It’s safe to say that The Twilight Saga has become a cultural phenomenon. The film series has emerged as one of the most successful ever created, breaking box office records and garnering a massive amount of fans in the process. Too bad popularity doesn’t define quality. The third installment in the franchise, Eclipse, is easily the best. With that said, it’s still not good.
The movie begins where New Moon left off. The love triangle between human Bella (Kristen Stewart), vampire Edward (Robert Pattinson) and werewolf Jacob (Taylor Lautner) rages on. Bella and Edward are in love and she desires to be changed into a vampire, but Edward refuses unless one condition is met: she must marry him. Otherwise, he wants her to remain human and keep her soul intact. Jacob also loves her and has a feeling she loves him back, but won’t admit it. He and his kind are also in a feud with Edward and his family, each thinking the other one is dangerous, but when Bella’s life is put on the line, they bond together to protect her despite their conflicting emotions.

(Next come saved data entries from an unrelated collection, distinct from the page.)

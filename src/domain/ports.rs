use crate::domain::model::{BirthData, ChartResult, StrategyOutcome};
use crate::utils::error::Result;
use async_trait::async_trait;

/// One self-contained way of obtaining chart data from the external system.
///
/// Contract: `submit` never panics and never propagates an error; every
/// failure mode surfaces as `StrategyOutcome::Failure`. Each call is
/// independently retryable — no mutable state leaks between calls. `close`
/// releases any held resource (browser session, client pool) and must be
/// safe to call on every exit path, success or failure.
#[async_trait]
pub trait ChartStrategy: Send + Sync {
    fn name(&self) -> &str;

    async fn submit(&self, birth: &BirthData) -> StrategyOutcome;

    async fn close(&self) {}
}

/// Turns one strategy's raw payload into the canonical `ChartResult`.
///
/// Implementations are stateless: extracting the same payload twice yields
/// structurally equal results. A payload recognized as a hard failure page
/// returns `ChartError::Extraction`, never a silently empty result.
pub trait Extractor: Send + Sync {
    fn extract(&self, raw: &str) -> Result<ChartResult>;
}
use crate::domain::model::BirthData;
use crate::utils::error::{ChartError, Result};
use url::Url;

pub trait Validate {
    fn validate(&self) -> Result<()>;
}

pub fn validate_url(field_name: &str, url_str: &str) -> Result<()> {
    if url_str.is_empty() {
        return Err(ChartError::Validation {
            field: field_name.to_string(),
            reason: "URL cannot be empty".to_string(),
        });
    }

    match Url::parse(url_str) {
        Ok(url) => match url.scheme() {
            "http" | "https" => Ok(()),
            scheme => Err(ChartError::Validation {
                field: field_name.to_string(),
                reason: format!("Unsupported URL scheme: {}", scheme),
            }),
        },
        Err(e) => Err(ChartError::Validation {
            field: field_name.to_string(),
            reason: format!("Invalid URL format: {}", e),
        }),
    }
}

pub fn validate_non_empty_string(field_name: &str, value: &str) -> Result<()> {
    if value.trim().is_empty() {
        return Err(ChartError::Validation {
            field: field_name.to_string(),
            reason: "Value cannot be empty or whitespace-only".to_string(),
        });
    }
    if value.len() > 255 {
        return Err(ChartError::Validation {
            field: field_name.to_string(),
            reason: "Value exceeds 255 characters".to_string(),
        });
    }
    Ok(())
}

pub fn validate_range<T: PartialOrd + std::fmt::Display + Copy>(
    field_name: &str,
    value: T,
    min: T,
    max: T,
) -> Result<()> {
    if value < min || value > max {
        return Err(ChartError::Validation {
            field: field_name.to_string(),
            reason: format!("Value must be between {} and {}", min, max),
        });
    }
    Ok(())
}

impl Validate for BirthData {
    fn validate(&self) -> Result<()> {
        validate_non_empty_string("name", &self.name)?;
        validate_non_empty_string("country", &self.country)?;
        validate_non_empty_string("city", &self.city)?;
        validate_range("day", self.day, 1, 31)?;
        validate_range("month", self.month, 1, 12)?;
        validate_range("year", self.year, 1900, 2100)?;
        validate_range("hour", self.hour, 0, 23)?;
        validate_range("minute", self.minute, 0, 59)?;

        // Range checks alone admit dates like Feb 30.
        if chrono::NaiveDate::from_ymd_opt(self.year, self.month, self.day).is_none() {
            return Err(ChartError::Validation {
                field: "day".to_string(),
                reason: format!(
                    "{:04}-{:02}-{:02} is not a valid calendar date",
                    self.year, self.month, self.day
                ),
            });
        }
        Ok(())
    }
}

#[cfg(test)]
mod tests {
    use super::*;

    fn valid_birth() -> BirthData {
        BirthData {
            name: "John Doe".to_string(),
            email: None,
            day: 15,
            month: 6,
            year: 1990,
            hour: 14,
            minute: 30,
            country: "Pakistan".to_string(),
            city: "Peshawar".to_string(),
            timezone_is_utc: false,
        }
    }

    #[test]
    fn test_validate_url() {
        assert!(validate_url("site_base_url", "https://example.com").is_ok());
        assert!(validate_url("site_base_url", "http://example.com").is_ok());
        assert!(validate_url("site_base_url", "").is_err());
        assert!(validate_url("site_base_url", "invalid-url").is_err());
        assert!(validate_url("site_base_url", "ftp://example.com").is_err());
    }

    #[test]
    fn valid_birth_data_passes() {
        assert!(valid_birth().validate().is_ok());
    }

    #[test]
    fn out_of_range_fields_are_rejected() {
        let mut birth = valid_birth();
        birth.day = 32;
        assert!(birth.validate().is_err());

        let mut birth = valid_birth();
        birth.month = 0;
        assert!(birth.validate().is_err());

        let mut birth = valid_birth();
        birth.year = 1899;
        assert!(birth.validate().is_err());

        let mut birth = valid_birth();
        birth.hour = 24;
        assert!(birth.validate().is_err());

        let mut birth = valid_birth();
        birth.minute = 60;
        assert!(birth.validate().is_err());
    }

    #[test]
    fn impossible_calendar_dates_are_rejected() {
        let mut birth = valid_birth();
        birth.day = 30;
        birth.month = 2;
        assert!(birth.validate().is_err());

        // Leap day on a leap year is fine.
        let mut birth = valid_birth();
        birth.day = 29;
        birth.month = 2;
        birth.year = 2000;
        assert!(birth.validate().is_ok());
    }

    #[test]
    fn empty_and_oversized_strings_are_rejected() {
        let mut birth = valid_birth();
        birth.name = "   ".to_string();
        assert!(birth.validate().is_err());

        let mut birth = valid_birth();
        birth.city = "x".repeat(256);
        assert!(birth.validate().is_err());
    }
}
use crate::config::Settings;
use crate::core::extract::HtmlExtractor;
use crate::core::normalize;
use crate::domain::model::{BirthData, ChartResult, StrategyOutcome};
use crate::domain::ports::{ChartStrategy, Extractor};
use crate::utils::error::{ChartError, Result};
use async_trait::async_trait;
use regex::Regex;
use reqwest::{redirect, Client};
use std::time::Duration;
use url::Url;

/// The two form clients share all protocol logic and differ only in
/// transport knobs. They exist as independent fallbacks in case the
/// external site blocks or rate-limits one transport fingerprint.
#[derive(Debug, Clone, Copy, PartialEq, Eq)]
pub enum TransportProfile {
    /// Browser-like fingerprint, generous redirects, single attempt.
    Standard,
    /// Conservative fingerprint, tighter timeout, one retry on a
    /// transport error.
    Hardened,
}

impl TransportProfile {
    pub fn strategy_name(&self) -> &'static str {
        match self {
            TransportProfile::Standard => "form-standard",
            TransportProfile::Hardened => "form-hardened",
        }
    }

    fn user_agent(&self) -> &'static str {
        match self {
            TransportProfile::Standard => {
                "Mozilla/5.0 (Windows NT 10.0; Win64; x64) AppleWebKit/537.36 \
                 (KHTML, like Gecko) Chrome/126.0.0.0 Safari/537.36"
            }
            TransportProfile::Hardened => "bodygraph/0.1",
        }
    }

    fn max_redirects(&self) -> usize {
        match self {
            TransportProfile::Standard => 10,
            TransportProfile::Hardened => 5,
        }
    }

    fn timeout(&self, base_secs: u64) -> Duration {
        match self {
            TransportProfile::Standard => Duration::from_secs(base_secs),
            TransportProfile::Hardened => Duration::from_secs(base_secs.div_ceil(2)),
        }
    }

    fn post_retries(&self) -> u32 {
        match self {
            TransportProfile::Standard => 0,
            TransportProfile::Hardened => 1,
        }
    }
}

/// Fetches the form page, extracts the anti-forgery token, POSTs the
/// URL-encoded birth fields and parses the final HTML.
pub struct FormClientStrategy {
    client: Client,
    profile: TransportProfile,
    form_url: String,
    extractor: HtmlExtractor,
    request_delay: Duration,
}

impl FormClientStrategy {
    pub fn new(settings: &Settings, profile: TransportProfile) -> Result<Self> {
        let client = Client::builder()
            .timeout(profile.timeout(settings.http.timeout_secs))
            .redirect(redirect::Policy::limited(profile.max_redirects()))
            .user_agent(profile.user_agent())
            .cookie_store(true)
            .build()?;
        let base = Url::parse(&settings.site.base_url).map_err(|e| ChartError::Config {
            message: format!("invalid site.base_url: {}", e),
        })?;
        Ok(Self {
            client,
            profile,
            form_url: settings.form_url(),
            extractor: HtmlExtractor::new(base),
            request_delay: Duration::from_millis(settings.http.request_delay_ms),
        })
    }

    async fn try_submit(&self, birth: &BirthData) -> Result<ChartResult> {
        tokio::time::sleep(self.request_delay).await;

        tracing::debug!("{}: fetching form page", self.profile.strategy_name());
        let form_page = self
            .client
            .get(&self.form_url)
            .send()
            .await?
            .text()
            .await?;

        let token = extract_forgery_token(&form_page);
        if token.is_empty() {
            tracing::warn!(
                "{}: no anti-forgery token found, submitting without one",
                self.profile.strategy_name()
            );
        }

        let location = normalize::normalize(&birth.country, &birth.city);
        let timezone = if birth.timezone_is_utc {
            "UTC".to_string()
        } else {
            location.timezone.clone()
        };

        let fields: Vec<(String, String)> = vec![
            ("__RequestVerificationToken".to_string(), token.clone()),
            ("name".to_string(), birth.name.clone()),
            ("day".to_string(), birth.day.to_string()),
            ("month".to_string(), birth.month.to_string()),
            ("year".to_string(), birth.year.to_string()),
            ("hour".to_string(), birth.hour.to_string()),
            ("minute".to_string(), birth.minute.to_string()),
            ("country".to_string(), location.country.clone()),
            ("city".to_string(), location.city.clone()),
            ("timezone".to_string(), timezone.clone()),
        ];

        let mut last_error = None;
        for attempt in 0..=self.profile.post_retries() {
            if attempt > 0 {
                tracing::debug!("{}: retrying submission", self.profile.strategy_name());
            }
            match self.client.post(&self.form_url).form(&fields).send().await {
                Ok(response) => {
                    let status = response.status();
                    if !status.is_success() {
                        return Err(ChartError::Status {
                            status: status.as_u16(),
                        });
                    }
                    let body = response.text().await?;
                    return self.extractor.extract(&body);
                }
                Err(e) => last_error = Some(e),
            }
        }

        // Unreachable without a prior transport error.
        Err(last_error.map(ChartError::Transport).unwrap_or_else(|| {
            ChartError::Extraction {
                message: "form submission produced no response".to_string(),
            }
        }))
    }
}

#[async_trait]
impl ChartStrategy for FormClientStrategy {
    fn name(&self) -> &str {
        self.profile.strategy_name()
    }

    async fn submit(&self, birth: &BirthData) -> StrategyOutcome {
        match self.try_submit(birth).await {
            Ok(result) => StrategyOutcome::Success(result),
            Err(e) => StrategyOutcome::Failure(e.to_string()),
        }
    }
}

/// Anti-forgery token: primary pattern matches the standard hidden input,
/// the looser fallback tolerates attribute reordering and inline scripts.
/// Empty string when neither matches; the site may accept the submission
/// anyway, so a missing token is never fatal here.
pub(crate) fn extract_forgery_token(html: &str) -> String {
    if let Ok(re) =
        Regex::new(r#"name="__RequestVerificationToken"[^>]*value="([^"]+)""#)
    {
        if let Some(caps) = re.captures(html) {
            return caps[1].to_string();
        }
    }
    if let Ok(re) = Regex::new(r#"(?is)verificationtoken.{0,200}?value=["']([^"']+)["']"#) {
        if let Some(caps) = re.captures(html) {
            return caps[1].to_string();
        }
    }
    String::new()
}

I’ll say this for Eclipse. It tries. Due to Edward and Bella being separated throughout the majority of the film, New Moon was too overcome with its annoying teenage angst and lustful brooding to say anything relevant. Here they are together and seemingly happy. She wants to be changed into a vampire, but is trying to cope with the idea of losing her family. She is weighing the value of love and what type of consequences she will face should she get her wish. The movie asks how important love is and how far you’ll go to be with someone else.
Or at least it would like to think so. Eclipse wants to be more adult, but it’s weighed down by a script with dialogue that feels like it was written by a high school girl who thinks she knows what love is, but really doesn’t. While New Moon felt like an overemotional soap opera, Eclipse is more like a teen drama that correlates love with cheesy idyllic descriptions that seem to be ripped from the diary of a newly broken hearted 14 year old.
The rest of the film is largely the same as its predecessors, only slightly better. It’s a bit darker, most likely due to director David Slade’s experience with more disturbing material like 30 Days of Night and the terrific Hard Candy, yet he still introduces characters through ridiculous, laughable shots that feel more like fan service to show off the hunks in the picture than actual filmmaking. The action is better, again due to Slade’s past experiences, but its violence is toned down to fit its PG-13 rating and its CGI effects, particularly on the werewolves, look awful. The acting still stinks and, better still, the upper nudity of the male body is still exploited to gratuitous effect.
The only true enjoyment to be had in the Twilight films comes from listening to and watching the audience reaction to what happens onscreen. I find it hard to take this tripe seriously, but you’d think the oxygen was being sucked out of the room hearing the gasps from its adoring fans. When somebody got hurt, they shrieked in fear and when somebody gave a speech on love, regardless of how inane and manufactured it may have been, they cried. It almost makes me wonder what they would do if they actually saw a movie that was worthy of those emotions.
Now, I have no problem with the female population latching onto this series. The men have their Rambos and the women have their Twilights, but it’s time to step out from the clouds and look at these movies for what they truly are. If you liked the first two, I suspect you’ll enjoy this one, but liking something and arguing it as quality are two different things. Eclipse may be a step in the right direction for the franchise, but at this point, I fear “good” is an adjective that will never be used to describe it.